** Material provided **
________________

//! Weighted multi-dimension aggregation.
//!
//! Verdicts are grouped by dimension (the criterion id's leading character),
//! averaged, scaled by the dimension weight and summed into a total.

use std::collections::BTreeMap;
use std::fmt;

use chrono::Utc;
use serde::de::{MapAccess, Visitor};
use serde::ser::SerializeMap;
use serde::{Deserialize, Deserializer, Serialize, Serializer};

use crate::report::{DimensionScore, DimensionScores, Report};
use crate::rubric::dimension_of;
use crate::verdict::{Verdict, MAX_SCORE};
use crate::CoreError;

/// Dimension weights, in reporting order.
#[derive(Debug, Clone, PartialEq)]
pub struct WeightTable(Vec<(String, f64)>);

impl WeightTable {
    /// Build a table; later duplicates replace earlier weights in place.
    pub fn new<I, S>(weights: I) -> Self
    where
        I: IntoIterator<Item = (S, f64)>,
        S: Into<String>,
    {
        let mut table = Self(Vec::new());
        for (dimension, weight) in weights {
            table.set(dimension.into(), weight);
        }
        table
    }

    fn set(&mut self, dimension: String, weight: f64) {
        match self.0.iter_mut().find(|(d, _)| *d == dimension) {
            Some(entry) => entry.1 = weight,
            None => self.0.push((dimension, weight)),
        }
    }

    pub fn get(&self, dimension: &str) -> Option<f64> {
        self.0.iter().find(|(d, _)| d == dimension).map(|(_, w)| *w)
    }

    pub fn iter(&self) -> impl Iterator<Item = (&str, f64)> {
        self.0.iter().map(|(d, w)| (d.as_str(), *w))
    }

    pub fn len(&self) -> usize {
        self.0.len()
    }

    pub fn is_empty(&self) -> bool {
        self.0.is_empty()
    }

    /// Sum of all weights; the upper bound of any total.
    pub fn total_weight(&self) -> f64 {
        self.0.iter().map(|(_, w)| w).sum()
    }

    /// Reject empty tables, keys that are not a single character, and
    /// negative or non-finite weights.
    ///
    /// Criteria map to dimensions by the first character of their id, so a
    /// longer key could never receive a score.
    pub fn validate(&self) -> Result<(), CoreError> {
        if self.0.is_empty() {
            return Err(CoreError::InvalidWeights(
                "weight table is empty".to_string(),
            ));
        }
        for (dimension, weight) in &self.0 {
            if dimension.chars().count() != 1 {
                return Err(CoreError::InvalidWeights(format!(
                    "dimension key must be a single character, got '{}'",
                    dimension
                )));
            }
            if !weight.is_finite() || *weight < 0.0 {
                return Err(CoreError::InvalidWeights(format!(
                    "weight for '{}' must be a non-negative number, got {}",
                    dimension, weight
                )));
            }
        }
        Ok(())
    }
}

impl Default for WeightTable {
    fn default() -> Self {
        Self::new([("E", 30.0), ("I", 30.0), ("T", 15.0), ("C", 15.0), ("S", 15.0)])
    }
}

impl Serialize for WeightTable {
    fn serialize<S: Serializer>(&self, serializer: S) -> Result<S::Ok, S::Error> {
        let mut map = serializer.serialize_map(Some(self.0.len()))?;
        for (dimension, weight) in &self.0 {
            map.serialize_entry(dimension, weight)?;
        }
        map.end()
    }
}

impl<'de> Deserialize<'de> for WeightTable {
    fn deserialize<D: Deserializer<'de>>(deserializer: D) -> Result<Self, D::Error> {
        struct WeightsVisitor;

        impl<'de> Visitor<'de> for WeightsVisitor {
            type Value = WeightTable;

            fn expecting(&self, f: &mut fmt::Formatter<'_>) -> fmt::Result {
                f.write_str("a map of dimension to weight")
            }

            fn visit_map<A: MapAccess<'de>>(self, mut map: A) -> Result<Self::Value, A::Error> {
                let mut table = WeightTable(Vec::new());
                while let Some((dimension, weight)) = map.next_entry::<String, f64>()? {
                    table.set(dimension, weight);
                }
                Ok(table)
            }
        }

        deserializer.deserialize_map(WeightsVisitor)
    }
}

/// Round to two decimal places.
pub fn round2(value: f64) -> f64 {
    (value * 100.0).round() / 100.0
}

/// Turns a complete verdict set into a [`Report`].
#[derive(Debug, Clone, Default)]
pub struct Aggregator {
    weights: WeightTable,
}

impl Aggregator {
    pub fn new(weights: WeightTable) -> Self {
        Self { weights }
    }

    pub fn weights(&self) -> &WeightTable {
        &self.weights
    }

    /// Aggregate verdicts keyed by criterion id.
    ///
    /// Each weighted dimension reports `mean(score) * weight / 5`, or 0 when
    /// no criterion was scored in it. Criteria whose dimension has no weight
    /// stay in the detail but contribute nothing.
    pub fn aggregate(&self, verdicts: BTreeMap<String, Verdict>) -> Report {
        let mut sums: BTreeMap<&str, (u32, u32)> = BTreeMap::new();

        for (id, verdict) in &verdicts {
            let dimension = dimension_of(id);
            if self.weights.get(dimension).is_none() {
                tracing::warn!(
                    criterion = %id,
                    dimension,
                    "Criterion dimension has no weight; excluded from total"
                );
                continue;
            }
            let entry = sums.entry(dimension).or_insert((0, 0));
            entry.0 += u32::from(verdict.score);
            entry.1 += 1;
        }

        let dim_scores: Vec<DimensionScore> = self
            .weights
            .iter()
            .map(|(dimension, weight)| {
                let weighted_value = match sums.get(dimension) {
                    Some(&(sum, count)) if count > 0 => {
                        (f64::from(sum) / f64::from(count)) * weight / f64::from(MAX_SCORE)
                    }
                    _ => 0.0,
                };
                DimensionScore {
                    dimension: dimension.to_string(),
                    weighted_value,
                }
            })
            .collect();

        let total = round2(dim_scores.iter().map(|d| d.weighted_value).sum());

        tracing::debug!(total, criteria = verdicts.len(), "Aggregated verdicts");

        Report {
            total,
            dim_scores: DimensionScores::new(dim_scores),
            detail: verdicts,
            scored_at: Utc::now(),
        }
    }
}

________________

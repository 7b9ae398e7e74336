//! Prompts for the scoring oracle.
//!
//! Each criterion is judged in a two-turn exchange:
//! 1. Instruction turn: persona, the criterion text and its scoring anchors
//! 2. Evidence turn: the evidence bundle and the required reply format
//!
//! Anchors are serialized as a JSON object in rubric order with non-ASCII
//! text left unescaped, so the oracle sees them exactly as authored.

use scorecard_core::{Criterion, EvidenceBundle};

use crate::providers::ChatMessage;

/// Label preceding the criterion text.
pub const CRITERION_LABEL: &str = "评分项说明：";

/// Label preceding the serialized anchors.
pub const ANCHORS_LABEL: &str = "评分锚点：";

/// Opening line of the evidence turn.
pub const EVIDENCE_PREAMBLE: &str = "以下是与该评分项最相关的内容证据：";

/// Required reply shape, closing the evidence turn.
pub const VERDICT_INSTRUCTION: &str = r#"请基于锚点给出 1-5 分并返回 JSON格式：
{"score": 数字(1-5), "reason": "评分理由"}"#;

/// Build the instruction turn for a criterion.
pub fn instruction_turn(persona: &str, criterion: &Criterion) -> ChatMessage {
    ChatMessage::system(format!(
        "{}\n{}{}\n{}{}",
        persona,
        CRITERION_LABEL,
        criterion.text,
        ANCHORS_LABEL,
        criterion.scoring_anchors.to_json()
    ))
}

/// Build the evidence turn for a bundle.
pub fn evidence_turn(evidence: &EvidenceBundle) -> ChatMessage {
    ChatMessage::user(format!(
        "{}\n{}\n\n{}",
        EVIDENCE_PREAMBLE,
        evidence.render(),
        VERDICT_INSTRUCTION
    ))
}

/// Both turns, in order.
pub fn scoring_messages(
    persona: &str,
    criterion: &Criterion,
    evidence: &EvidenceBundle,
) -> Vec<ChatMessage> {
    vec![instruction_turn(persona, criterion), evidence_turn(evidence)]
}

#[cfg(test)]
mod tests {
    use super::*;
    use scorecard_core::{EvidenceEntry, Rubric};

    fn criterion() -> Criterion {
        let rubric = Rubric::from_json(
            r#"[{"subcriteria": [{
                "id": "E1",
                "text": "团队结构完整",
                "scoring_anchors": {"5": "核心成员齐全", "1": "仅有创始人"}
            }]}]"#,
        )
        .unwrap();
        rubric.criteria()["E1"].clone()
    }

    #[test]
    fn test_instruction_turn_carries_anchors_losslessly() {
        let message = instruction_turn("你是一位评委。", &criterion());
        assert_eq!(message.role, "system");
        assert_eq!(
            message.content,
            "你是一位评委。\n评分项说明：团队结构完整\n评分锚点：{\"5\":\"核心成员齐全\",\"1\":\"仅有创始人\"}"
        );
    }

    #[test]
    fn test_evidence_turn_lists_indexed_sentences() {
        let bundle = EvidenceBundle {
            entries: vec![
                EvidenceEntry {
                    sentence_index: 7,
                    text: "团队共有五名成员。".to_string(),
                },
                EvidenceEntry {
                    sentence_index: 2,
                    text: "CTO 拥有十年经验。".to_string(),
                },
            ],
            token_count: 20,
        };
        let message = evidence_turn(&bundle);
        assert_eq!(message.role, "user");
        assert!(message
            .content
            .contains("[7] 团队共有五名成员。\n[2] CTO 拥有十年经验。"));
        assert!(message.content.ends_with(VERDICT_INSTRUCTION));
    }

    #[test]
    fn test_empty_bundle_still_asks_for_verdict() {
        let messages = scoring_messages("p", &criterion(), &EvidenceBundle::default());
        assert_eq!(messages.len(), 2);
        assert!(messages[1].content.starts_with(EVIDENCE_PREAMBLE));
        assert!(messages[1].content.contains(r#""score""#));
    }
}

________________

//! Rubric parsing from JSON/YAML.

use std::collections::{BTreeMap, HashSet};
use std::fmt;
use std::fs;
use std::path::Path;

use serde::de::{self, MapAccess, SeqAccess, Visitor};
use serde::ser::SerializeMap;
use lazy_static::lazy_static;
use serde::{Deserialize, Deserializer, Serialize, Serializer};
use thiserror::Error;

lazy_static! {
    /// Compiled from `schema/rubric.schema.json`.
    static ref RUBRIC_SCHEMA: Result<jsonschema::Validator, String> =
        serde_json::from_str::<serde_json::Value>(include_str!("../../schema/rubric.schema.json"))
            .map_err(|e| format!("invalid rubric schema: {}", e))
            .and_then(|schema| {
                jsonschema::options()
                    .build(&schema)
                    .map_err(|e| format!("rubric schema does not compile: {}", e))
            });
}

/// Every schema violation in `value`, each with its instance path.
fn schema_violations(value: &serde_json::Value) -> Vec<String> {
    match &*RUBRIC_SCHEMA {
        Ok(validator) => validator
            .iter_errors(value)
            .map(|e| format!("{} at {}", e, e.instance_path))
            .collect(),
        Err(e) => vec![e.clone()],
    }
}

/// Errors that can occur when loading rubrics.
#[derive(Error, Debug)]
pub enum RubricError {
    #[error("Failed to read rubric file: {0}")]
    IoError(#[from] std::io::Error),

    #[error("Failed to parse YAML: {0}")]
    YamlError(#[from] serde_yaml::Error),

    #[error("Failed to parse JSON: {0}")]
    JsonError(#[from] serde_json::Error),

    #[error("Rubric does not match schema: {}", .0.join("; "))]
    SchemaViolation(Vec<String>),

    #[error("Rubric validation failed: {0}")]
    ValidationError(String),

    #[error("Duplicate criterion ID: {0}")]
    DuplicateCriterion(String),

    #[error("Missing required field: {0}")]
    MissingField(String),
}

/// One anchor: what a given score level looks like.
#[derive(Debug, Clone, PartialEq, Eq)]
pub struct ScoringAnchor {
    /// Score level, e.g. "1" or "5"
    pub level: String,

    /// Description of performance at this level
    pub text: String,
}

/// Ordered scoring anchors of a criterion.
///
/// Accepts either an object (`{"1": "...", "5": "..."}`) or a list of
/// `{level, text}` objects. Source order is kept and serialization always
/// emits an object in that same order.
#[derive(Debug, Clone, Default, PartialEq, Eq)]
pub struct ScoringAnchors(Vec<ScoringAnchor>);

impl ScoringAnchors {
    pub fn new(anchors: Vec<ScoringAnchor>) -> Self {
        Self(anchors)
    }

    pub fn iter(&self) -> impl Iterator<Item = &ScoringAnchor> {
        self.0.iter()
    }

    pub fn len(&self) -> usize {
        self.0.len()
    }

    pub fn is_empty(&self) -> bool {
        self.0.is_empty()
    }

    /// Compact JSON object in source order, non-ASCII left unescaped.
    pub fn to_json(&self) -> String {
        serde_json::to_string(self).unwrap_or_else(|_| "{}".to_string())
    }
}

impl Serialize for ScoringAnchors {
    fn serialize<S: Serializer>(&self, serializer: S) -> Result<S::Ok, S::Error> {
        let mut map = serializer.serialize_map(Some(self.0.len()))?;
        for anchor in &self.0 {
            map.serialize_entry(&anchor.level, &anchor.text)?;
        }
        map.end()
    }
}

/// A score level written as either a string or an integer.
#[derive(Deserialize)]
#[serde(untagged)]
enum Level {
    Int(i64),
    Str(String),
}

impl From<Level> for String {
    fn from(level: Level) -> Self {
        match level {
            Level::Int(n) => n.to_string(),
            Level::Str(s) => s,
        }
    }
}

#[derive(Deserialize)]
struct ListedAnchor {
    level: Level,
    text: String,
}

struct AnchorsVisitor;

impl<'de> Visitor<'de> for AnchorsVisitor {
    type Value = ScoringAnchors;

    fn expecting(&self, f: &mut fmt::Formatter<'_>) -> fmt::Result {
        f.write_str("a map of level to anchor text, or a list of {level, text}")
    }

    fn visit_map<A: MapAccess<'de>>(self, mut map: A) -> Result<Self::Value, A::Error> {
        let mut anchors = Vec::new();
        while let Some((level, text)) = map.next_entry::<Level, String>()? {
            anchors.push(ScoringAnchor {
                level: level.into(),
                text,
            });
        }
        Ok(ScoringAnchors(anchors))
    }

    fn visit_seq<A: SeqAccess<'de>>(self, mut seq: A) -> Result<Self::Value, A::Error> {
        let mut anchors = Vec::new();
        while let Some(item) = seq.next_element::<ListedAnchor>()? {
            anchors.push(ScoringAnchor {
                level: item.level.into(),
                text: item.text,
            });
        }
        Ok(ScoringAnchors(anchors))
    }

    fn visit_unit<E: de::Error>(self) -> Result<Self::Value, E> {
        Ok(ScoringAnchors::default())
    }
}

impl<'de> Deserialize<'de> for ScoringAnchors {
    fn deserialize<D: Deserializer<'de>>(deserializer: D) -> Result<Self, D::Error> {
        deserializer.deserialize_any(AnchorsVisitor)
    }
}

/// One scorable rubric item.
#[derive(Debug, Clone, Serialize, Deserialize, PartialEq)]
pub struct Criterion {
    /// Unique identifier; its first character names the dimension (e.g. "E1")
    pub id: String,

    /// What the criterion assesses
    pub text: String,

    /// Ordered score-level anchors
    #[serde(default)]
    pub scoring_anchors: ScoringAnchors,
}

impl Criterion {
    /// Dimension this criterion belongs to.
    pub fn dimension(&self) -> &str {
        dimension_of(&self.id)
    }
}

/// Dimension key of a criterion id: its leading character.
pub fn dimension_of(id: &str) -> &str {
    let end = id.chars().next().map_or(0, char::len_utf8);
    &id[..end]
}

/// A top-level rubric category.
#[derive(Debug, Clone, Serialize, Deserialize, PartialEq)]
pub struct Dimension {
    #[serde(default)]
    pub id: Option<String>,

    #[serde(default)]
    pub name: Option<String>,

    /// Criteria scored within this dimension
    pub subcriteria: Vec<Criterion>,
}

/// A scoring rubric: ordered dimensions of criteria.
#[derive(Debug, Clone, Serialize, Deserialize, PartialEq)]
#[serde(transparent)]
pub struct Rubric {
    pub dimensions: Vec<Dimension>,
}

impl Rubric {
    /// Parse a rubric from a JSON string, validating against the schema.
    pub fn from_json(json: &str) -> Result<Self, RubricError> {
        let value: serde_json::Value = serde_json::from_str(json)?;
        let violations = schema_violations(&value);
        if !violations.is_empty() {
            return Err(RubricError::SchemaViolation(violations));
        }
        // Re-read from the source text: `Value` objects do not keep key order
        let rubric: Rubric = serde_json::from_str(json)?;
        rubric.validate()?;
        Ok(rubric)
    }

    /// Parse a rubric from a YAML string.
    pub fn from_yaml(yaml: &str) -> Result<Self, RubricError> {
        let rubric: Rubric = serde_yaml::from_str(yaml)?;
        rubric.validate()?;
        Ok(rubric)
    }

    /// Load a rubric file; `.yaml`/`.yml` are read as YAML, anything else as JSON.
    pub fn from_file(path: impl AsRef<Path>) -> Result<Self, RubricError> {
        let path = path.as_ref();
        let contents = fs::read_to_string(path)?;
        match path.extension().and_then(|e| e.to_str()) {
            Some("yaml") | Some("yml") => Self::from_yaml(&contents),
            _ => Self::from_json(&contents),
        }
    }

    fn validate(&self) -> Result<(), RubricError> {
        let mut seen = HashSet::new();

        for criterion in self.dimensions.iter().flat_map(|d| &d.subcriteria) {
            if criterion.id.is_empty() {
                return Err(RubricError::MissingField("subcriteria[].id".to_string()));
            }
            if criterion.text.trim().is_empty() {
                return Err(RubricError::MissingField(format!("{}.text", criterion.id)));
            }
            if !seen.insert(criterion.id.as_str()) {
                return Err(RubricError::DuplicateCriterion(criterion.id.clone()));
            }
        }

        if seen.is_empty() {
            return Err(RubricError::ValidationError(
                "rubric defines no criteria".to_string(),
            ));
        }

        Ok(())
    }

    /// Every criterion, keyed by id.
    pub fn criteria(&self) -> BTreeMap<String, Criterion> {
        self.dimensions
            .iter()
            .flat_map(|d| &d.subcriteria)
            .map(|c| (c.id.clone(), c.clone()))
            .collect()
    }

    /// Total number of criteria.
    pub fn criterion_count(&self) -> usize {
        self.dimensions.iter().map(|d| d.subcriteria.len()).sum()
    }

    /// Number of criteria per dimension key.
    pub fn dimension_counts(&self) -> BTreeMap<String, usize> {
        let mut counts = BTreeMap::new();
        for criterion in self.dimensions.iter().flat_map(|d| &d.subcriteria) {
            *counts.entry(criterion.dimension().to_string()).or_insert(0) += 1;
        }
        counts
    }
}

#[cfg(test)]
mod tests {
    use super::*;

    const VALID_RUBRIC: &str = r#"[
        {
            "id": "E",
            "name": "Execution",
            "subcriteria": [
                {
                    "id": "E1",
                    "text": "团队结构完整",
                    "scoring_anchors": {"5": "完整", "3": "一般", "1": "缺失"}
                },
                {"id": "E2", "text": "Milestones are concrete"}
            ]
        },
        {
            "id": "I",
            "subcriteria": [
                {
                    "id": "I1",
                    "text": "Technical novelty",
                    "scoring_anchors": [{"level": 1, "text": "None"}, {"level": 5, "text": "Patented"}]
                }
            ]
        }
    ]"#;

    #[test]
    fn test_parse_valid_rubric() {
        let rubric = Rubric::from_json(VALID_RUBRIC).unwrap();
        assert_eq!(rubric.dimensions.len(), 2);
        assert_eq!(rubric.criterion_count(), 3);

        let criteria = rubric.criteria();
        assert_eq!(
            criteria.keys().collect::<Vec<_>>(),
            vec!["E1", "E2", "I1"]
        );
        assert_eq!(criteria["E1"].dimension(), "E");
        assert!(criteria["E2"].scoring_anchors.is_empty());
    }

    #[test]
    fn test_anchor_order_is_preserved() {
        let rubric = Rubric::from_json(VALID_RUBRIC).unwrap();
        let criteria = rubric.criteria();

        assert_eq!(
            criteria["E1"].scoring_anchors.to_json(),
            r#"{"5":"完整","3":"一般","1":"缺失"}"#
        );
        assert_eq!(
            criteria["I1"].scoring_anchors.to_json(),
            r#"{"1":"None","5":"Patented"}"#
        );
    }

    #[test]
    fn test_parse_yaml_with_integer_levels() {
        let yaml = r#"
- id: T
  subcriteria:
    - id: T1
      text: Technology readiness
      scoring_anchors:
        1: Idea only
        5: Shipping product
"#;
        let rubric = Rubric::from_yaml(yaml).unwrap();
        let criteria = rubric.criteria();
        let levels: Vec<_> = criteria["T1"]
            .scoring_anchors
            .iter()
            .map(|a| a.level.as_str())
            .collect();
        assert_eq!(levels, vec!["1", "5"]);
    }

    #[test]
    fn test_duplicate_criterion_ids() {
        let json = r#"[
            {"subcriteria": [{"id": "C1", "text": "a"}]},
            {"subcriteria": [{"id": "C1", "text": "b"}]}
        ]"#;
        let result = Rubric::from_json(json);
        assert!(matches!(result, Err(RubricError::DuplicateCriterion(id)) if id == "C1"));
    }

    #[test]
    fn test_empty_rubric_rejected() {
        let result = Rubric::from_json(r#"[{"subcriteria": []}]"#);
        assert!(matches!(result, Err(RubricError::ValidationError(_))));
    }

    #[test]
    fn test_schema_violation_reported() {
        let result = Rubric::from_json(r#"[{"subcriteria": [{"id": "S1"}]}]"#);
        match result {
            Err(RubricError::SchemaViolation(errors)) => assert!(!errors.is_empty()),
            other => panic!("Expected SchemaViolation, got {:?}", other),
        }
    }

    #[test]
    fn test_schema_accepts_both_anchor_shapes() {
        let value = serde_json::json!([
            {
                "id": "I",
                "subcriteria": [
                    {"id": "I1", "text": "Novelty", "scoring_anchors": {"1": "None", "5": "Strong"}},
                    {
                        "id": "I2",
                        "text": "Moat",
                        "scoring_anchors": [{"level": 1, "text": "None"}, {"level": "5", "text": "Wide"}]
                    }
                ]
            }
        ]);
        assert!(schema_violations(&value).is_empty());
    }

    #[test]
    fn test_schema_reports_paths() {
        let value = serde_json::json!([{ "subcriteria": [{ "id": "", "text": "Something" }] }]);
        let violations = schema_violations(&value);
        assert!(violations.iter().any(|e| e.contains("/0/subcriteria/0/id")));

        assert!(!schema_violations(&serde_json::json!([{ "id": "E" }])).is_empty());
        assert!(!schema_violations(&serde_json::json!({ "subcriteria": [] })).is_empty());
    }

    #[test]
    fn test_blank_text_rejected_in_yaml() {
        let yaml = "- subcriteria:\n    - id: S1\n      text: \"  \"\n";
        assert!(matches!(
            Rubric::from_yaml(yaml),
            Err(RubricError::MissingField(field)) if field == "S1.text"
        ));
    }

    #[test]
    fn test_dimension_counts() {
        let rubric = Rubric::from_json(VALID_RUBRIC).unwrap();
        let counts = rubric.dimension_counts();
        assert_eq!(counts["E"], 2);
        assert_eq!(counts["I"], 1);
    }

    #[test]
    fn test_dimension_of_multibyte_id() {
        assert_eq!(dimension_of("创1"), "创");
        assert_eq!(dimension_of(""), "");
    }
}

________________

** Exercise **
Your reply should consist of one number: how many lines in the entries contain the string "MapAccess".

** Task response **
4